L’institution espère réunir avant le 31 décembre 2023 les 1,6 million d’euros nécessaires à l’acquisition de ce manuscrit d’exception, rare vestige de la mythique librairie du monarque.
Surnommé à juste titre « le Sage », Charles V (r. 1364-1380) fut le premier souverain français à constituer une bibliothèque royale. Elle contint jusqu’à un millier de livres, chiffre considérable pour une époque qui n’avait pas encore inventé l’imprimerie. Cette collection était également remarquable car réunissant une majorité de livres rédigés en langue vernaculaire.
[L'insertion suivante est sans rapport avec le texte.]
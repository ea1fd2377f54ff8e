// Score aggregation across a week and into the next.
//
// The weekly recurrence is:
//
//   final[e] = current[e] + previous[e] * decay
//
// where `current` sums count * source weight over the week's processed rows
// and `previous` is last week's stored final score. Only aggregation-eligible
// entities take part, and entities whose final score is not positive are
// dropped from the ledger.

use std::collections::{HashMap, HashSet};

use crate::dictionary::Dictionary;
use crate::store::models::{ProcessedRow, WeeklyScore};
use crate::week::WeekId;

pub type ScoreMap = HashMap<String, f64>;

/// This week's score per eligible entity: sum of `count * weight`.
pub fn current_scores(rows: &[ProcessedRow], dict: &Dictionary) -> ScoreMap {
    let mut scores = ScoreMap::new();
    for row in rows {
        for (entity, &count) in &row.matched_entities {
            if dict.aggregate_genre(entity).is_some() {
                *scores.entry(entity.clone()).or_insert(0.0) += f64::from(count) * row.weight;
            }
        }
    }
    scores
}

/// Merge this week's scores with last week's decayed scores.
///
/// With `decay == 0.0` the result equals `current` exactly. With
/// `decay == 1.0` an entity absent this week keeps its previous score.
pub fn merge_scores(
    current: &ScoreMap,
    previous: &[WeeklyScore],
    decay: f64,
    dict: &Dictionary,
) -> ScoreMap {
    let mut merged: ScoreMap = current.clone();

    if decay > 0.0 {
        for prev in previous {
            if dict.aggregate_genre(&prev.tool).is_some() {
                *merged.entry(prev.tool.clone()).or_insert(0.0) += prev.score * decay;
            }
        }
    }

    merged.retain(|_, score| *score > 0.0);
    merged
}

/// Entities scoring this week that were absent from last week's ledger.
pub fn new_entities(current: &ScoreMap, previous: &[WeeklyScore]) -> HashSet<String> {
    let known: HashSet<&str> = previous.iter().map(|p| p.tool.as_str()).collect();
    current
        .iter()
        .filter(|(tool, score)| **score > 0.0 && !known.contains(tool.as_str()))
        .map(|(tool, _)| tool.clone())
        .collect()
}

/// Ledger rows for `week`, in dictionary order.
pub fn to_weekly_scores(week: &WeekId, scores: &ScoreMap, dict: &Dictionary) -> Vec<WeeklyScore> {
    dict.entities()
        .iter()
        .filter(|e| e.aggregate)
        .filter_map(|e| {
            scores.get(&e.canonical_name).map(|&score| WeeklyScore {
                week_id: week.to_string(),
                tool: e.canonical_name.clone(),
                genre: e.genre.clone(),
                score,
            })
        })
        .collect()
}
// Weekly scoring: current-week aggregation, decay merge, per-genre ranking.

pub mod aggregate;
pub mod ranking;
Ils étaient conservés au palais du Louvre, dans l’ancienne tour de la Fauconnerie aménagée par le roi en bibliothèque.
Une commande royale
Présentant toutes les caractéristiques d’une commande royale, ce bréviaire réalisé vers 1370 a très vraisemblablement été exécuté pour Charles V, dont on reconnaît à plusieurs reprises l’effigie au fil des pages. L’ouvrage est orné de trente-trois miniatures et doté d’un décor secondaire raffiné, où l’on peut discerner l’influence du célèbre Jean Pucelle (mort en 1334) à travers une veine naturaliste caractéristique des enlumineurs parisiens de la seconde moitié du XIVe siècle. On y distingue avec certitude deux mains différentes, probablement celle du Maître de la Bible de Jean de Sy (actif entre 1350 et 1380) pour la majorité des enluminures, ainsi que celle d’un second artiste, appelé généralement le Maître du Livre du sacre de Charles V, qui exécuta vraisemblablement une douzaine des miniatures et qui collabora avec le premier à plusieurs reprises. Établi à l’usage de la Sainte-Chapelle de Paris, ce bréviaire mentionne les services funéraires de différents rois et reines de France.
Un retour aux sources
Le XVe siècle sonna malheureusement l’heure de la large dispersion de ces ouvrages, dont une grande partie fut rachetée par Jean de Bedford, régent du royaume de France, en 1425. Le manuscrit s’est retrouvé au XVIIIe siècle dans la bibliothèque du château d’Anet, avant d’être vendu et de passer dans une famille anglaise. Aujourd’hui, seuls 185 de ces manuscrits sont identifiés, dont la moitié est conservée à la Bibliothèque nationale de France, formant le cœur historique de ses collections. Le retour de ce trésor dans les collections de l’État ferait donc pleinement sens. La BnF conduit par ailleurs, depuis 2016, un programme d’édition scientifique des inventaires de la librairie de Charles V et d’identification systématique des ouvrages conservés. C’est la première fois depuis deux cents ans que l’institution a l’occasion d’acquérir un manuscrit provenant de la mythique bibliothèque de Charles V. L’actuel propriétaire, un grand collectionneur anglais, a décidé de le proposer à la BnF : cette dernière lance donc une campagne de souscription afin de réunir les fonds nécessaires.